Вызвали Василия, а меня выслали вон. Прошло минут десять, опять вызывают меня. Я вошел в четвертый и в последний раз. Брат сидел на стуле, а заведующий политбюро Летаев стоял возле него и требовал подписать протокол. Брат отказывается подписываться, потому что в протоколе обвинение в дезертирстве. Он попросил самому прочитать протокол.
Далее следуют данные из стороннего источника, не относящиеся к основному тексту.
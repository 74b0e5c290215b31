//! Money flows between the regions and the federal center.

use crate::config::{PeriodWindow, Settings};
use crate::error::ReshapeResult;
use crate::models::{ascending, Field, Key, RecordSet, WideTable};
use crate::transform::{
    annotate_flow_buckets, annotate_signs, cumulative_sum, derive, derive_all, unstack, Derivation,
    FillMode, Filter, QuantileClassifier, Term,
};

use super::{keys, ratio_column, rescale, select, wide, ChartData, ChartKind, RUB_BN};

/// Own revenue, federal taxes and federal transfers of each region.
fn budget_flows() -> Filter {
    Filter::all(vec![
        Filter::code("i1").eq(1),
        Filter::code("r1").ne(0),
        Filter::code("r3").eq(0),
    ])
}

fn regional(i3: &[i64]) -> Filter {
    Filter::all(vec![Filter::code("i1").eq(1), Filter::code("i3").is_in(i3)])
}

// =============================================================================
// Regional flows
// =============================================================================

/// Deficit and net federal flow as shares of own revenue, with per-period
/// income classes.
///
/// Tables: `flows` (period × region, sorted by period then income class),
/// `quantiles` (income thresholds per period) and `outliers` (last-period
/// regions whose flow reaches ±100% of own revenue).
pub fn regional_flows(records: &RecordSet, settings: &Settings) -> ReshapeResult<ChartData> {
    let filter = Filter::any(vec![
        budget_flows(),
        regional(&[5, 7]),
        Filter::all(vec![
            Filter::code("i1").eq(1),
            Filter::code("i3").eq(2),
            Filter::code("s1").eq(0),
        ]),
    ]);
    let flows = select(records, &filter, "regional budget");
    let mut table = wide(&flows, &[Field::Period, Field::Entity], FillMode::Zero)?;

    derive_all(
        &mut table,
        &[
            (
                Key::from("deficit"),
                Derivation::Linear {
                    terms: vec![
                        Term::new("reg_own_revenue", 1.0),
                        Term::new("transfers_to_reg", 1.0),
                        Term::new("reg_spending", -1.0),
                    ],
                },
            ),
            (
                Key::from("flow_to_fed"),
                Derivation::difference("transfers_to_reg", "tax_to_fed"),
            ),
        ],
    )?;

    let money = keys(&["reg_own_revenue", "tax_to_fed", "transfers_to_reg", "deficit", "flow_to_fed"]);
    rescale(&mut table, Some(money.as_slice()), RUB_BN, 1)?;

    ratio_column(&mut table, "deficit_rev_share", "deficit", "reg_own_revenue", 100.0, 1)?;
    ratio_column(&mut table, "flow_to_fed_rev_share", "flow_to_fed", "reg_own_revenue", 100.0, 1)?;
    derive(
        &mut table,
        "income_tw_mean",
        &Derivation::RatioToGroupMean { column: "income_per_cap".into(), group: Field::Period },
    )?;

    let classifier = QuantileClassifier::new(&settings.quantiles, settings.sentinel, settings.empty_group);
    let classes = classifier.annotate(
        &mut table,
        &Key::from("income_per_cap"),
        Field::Period,
        "region_inc",
        "inc_order",
    )?;
    let quantiles = classifier.thresholds_table(&classes);

    let mut table = table.select(&keys(&[
        "deficit_rev_share",
        "flow_to_fed_rev_share",
        "population",
        "income_tw_mean",
        "inc_order",
    ]))?;

    let period = table.level_position(Field::Period)?;
    let order = table.require_column(&Key::from("inc_order"))?;
    table.sort_rows_by(|a, b| {
        a.level(period)
            .cmp(b.level(period))
            .then_with(|| ascending(a.cells[order], b.cells[order]))
    });

    let outliers = flow_outliers(&table, settings.last_period)?;

    Ok(ChartData::new(ChartKind::RegionalFlows)
        .with_table("flows", table)
        .with_table("quantiles", quantiles)
        .with_table("outliers", outliers))
}
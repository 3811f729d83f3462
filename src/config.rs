//! Runtime configuration read from the environment.

use std::env;
use std::path::PathBuf;
use thiserror::Error;

pub const DEFAULT_BIND_ADDR: &str = "0.0.0.0:5000";
pub const DEFAULT_DATABASE_URL: &str = "sqlite://students.db";
pub const DEFAULT_MODEL_PATH: &str = "models/student_model.json";
pub const DEFAULT_MAX_CONNECTIONS: u32 = 5;
pub const DEFAULT_ADMIN_USERNAME: &str = "admin";
pub const DEFAULT_ADMIN_PASSWORD: &str = "admin123";

#[derive(Debug, Error, PartialEq, Eq)]
pub enum ConfigError {
    #[error("invalid value {value:?} for {field}: expected {expected}")]
    InvalidValue {
        field: String,
        value: String,
        expected: String,
    },

    #[error("configuration validation failed: {0}")]
    ValidationFailed(String),
}

#[derive(Debug, Clone, Copy, PartialEq, Eq)]
pub enum LogFormat {
    Plain,
    Pretty,
    Json,
}

impl std::str::FromStr for LogFormat {
    type Err = ();

    fn from_str(s: &str) -> Result<Self, Self::Err> {
        match s.trim().to_ascii_lowercase().as_str() {
            "plain" | "text" => Ok(LogFormat::Plain),
            "pretty" => Ok(LogFormat::Pretty),
            "json" => Ok(LogFormat::Json),
            _ => Err(()),
        }
    }
}

#[derive(Debug, Clone)]
pub struct Config {
    pub bind_addr: String,
    pub database_url: String,
    pub max_connections: u32,
    pub model_path: PathBuf,
    pub bcrypt_cost: u32,
    pub session_cookie_secure: bool,
    pub admin_username: String,
    pub admin_password: String,
    pub log_format: LogFormat,
}

impl Default for Config {
    fn default() -> Self {
        Self {
            bind_addr: DEFAULT_BIND_ADDR.to_string(),
            database_url: DEFAULT_DATABASE_URL.to_string(),
            max_connections: DEFAULT_MAX_CONNECTIONS,
            model_path: PathBuf::from(DEFAULT_MODEL_PATH),
            bcrypt_cost: bcrypt::DEFAULT_COST,
            session_cookie_secure: false,
            admin_username: DEFAULT_ADMIN_USERNAME.to_string(),
            admin_password: DEFAULT_ADMIN_PASSWORD.to_string(),
            log_format: LogFormat::Plain,
        }
    }
}

impl Config {
    pub fn from_env() -> Result<Self, ConfigError> {
        Self::from_lookup(|key| env::var(key).ok())
    }

    /// Builds a config from an arbitrary key lookup, so tests don't have to
    /// touch the process environment.
    pub fn from_lookup<F>(lookup: F) -> Result<Self, ConfigError>
    where
        F: Fn(&str) -> Option<String>,
    {
        let defaults = Config::default();
        let get = |key: &str, default: String| lookup(key).unwrap_or(default);

        let max_connections = parse_value(
            "max_connections",
            &get("DB_MAX_CONNECTIONS", defaults.max_connections.to_string()),
            "a positive integer",
        )?;
        let bcrypt_cost = parse_value(
            "bcrypt_cost",
            &get("BCRYPT_COST", defaults.bcrypt_cost.to_string()),
            "an integer between 4 and 31",
        )?;
        let session_cookie_secure = parse_value(
            "session_cookie_secure",
            &get("SESSION_COOKIE_SECURE", "false".to_string()),
            "true or false",
        )?;
        let log_format = parse_value(
            "log_format",
            &get("LOG_FORMAT", "plain".to_string()),
            "plain, pretty or json",
        )?;

        let config = Config {
            bind_addr: get("BIND_ADDR", defaults.bind_addr),
            database_url: get("DATABASE_URL", defaults.database_url),
            max_connections,
            model_path: PathBuf::from(get(
                "MODEL_PATH",
                defaults.model_path.to_string_lossy().into_owned(),
            )),
            bcrypt_cost,
            session_cookie_secure,
            admin_username: get("ADMIN_USERNAME", defaults.admin_username),
            admin_password: get("ADMIN_PASSWORD", defaults.admin_password),
            log_format,
        };
        config.validate()?;
        Ok(config)
    }

    pub fn validate(&self) -> Result<(), ConfigError> {
        if self.max_connections == 0 {
            return Err(ConfigError::ValidationFailed(
                "DB_MAX_CONNECTIONS must be greater than 0".to_string(),
            ));
        }
        if !(4..=31).contains(&self.bcrypt_cost) {
            return Err(ConfigError::ValidationFailed(
                "BCRYPT_COST must be between 4 and 31".to_string(),
            ));
        }
        if self.database_url.trim().is_empty() {
            return Err(ConfigError::ValidationFailed(
                "DATABASE_URL must not be empty".to_string(),
            ));
        }
        Ok(())
    }
}

fn parse_value<T: std::str::FromStr>(
    field: &str,
    raw: &str,
    expected: &str,
) -> Result<T, ConfigError> {
    raw.trim().parse::<T>().map_err(|_| ConfigError::InvalidValue {
        field: field.to_string(),
        value: raw.to_string(),
        expected: expected.to_string(),
    })
}

#[cfg(test)]
mod tests {
    use super::*;
    use std::collections::HashMap;

    fn lookup(pairs: &[(&str, &str)]) -> impl Fn(&str) -> Option<String> {
        let map: HashMap<String, String> = pairs
            .iter()
            .map(|(k, v)| (k.to_string(), v.to_string()))
            .collect();
        move |key| map.get(key).cloned()
    }

    #[test]
    fn defaults_apply_when_nothing_is_set() {
        let config = Config::from_lookup(lookup(&[])).unwrap();
        assert_eq!(config.bind_addr, DEFAULT_BIND_ADDR);
        assert_eq!(config.database_url, DEFAULT_DATABASE_URL);
        assert_eq!(config.model_path, PathBuf::from(DEFAULT_MODEL_PATH));
        assert_eq!(config.log_format, LogFormat::Plain);
        assert!(!config.session_cookie_secure);
    }

    #[test]
    fn overrides_are_parsed() {
        let config = Config::from_lookup(lookup(&[
            ("DB_MAX_CONNECTIONS", "2"),
            ("BCRYPT_COST", "4"),
            ("SESSION_COOKIE_SECURE", "true"),
            ("LOG_FORMAT", "JSON"),
            ("MODEL_PATH", "/tmp/model.json"),
        ]))
        .unwrap();
        assert_eq!(config.max_connections, 2);
        assert_eq!(config.bcrypt_cost, 4);
        assert!(config.session_cookie_secure);
        assert_eq!(config.log_format, LogFormat::Json);
        assert_eq!(config.model_path, PathBuf::from("/tmp/model.json"));
    }

    #[test]
    fn invalid_number_names_the_field() {
        let err = Config::from_lookup(lookup(&[("DB_MAX_CONNECTIONS", "many")])).unwrap_err();
        match err {
            ConfigError::InvalidValue { field, value, .. } => {
                assert_eq!(field, "max_connections");
                assert_eq!(value, "many");
            }
            other => panic!("unexpected error: {other:?}"),
        }
    }

    #[test]
    fn out_of_range_cost_fails_validation() {
        let err = Config::from_lookup(lookup(&[("BCRYPT_COST", "2")])).unwrap_err();
        assert!(matches!(err, ConfigError::ValidationFailed(_)));
    }
}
Действительно, протокол составлен как на дезертира: „Протокол обвиняемого в дезертирстве под укрытием „толстовства“. Брат не стал дальше читать, положил протокол на стол со словами: „Не буду подписывать такой протокол“. Тогда Летаев обращается ко мне:
— Ты ихний учитель, заставь своего ученика подписать протокол.
— У нас один Учитель — Христос, а мы между собою братья, и протокол подписать заставить я не могу, потому что у него свой разум.
— Да ведь ты написал и подписал, почему же он не подписывает?
— Так вы дайте ему самому написать, тогда и он подпишет.
— Что-о, — закричал Летаев, — если за вами, отдельно за каждым, записывать, вся ночь пройдет! — И обращаясь к брату:
— Ты подпишешь протокол?
— Нет, не подпишу.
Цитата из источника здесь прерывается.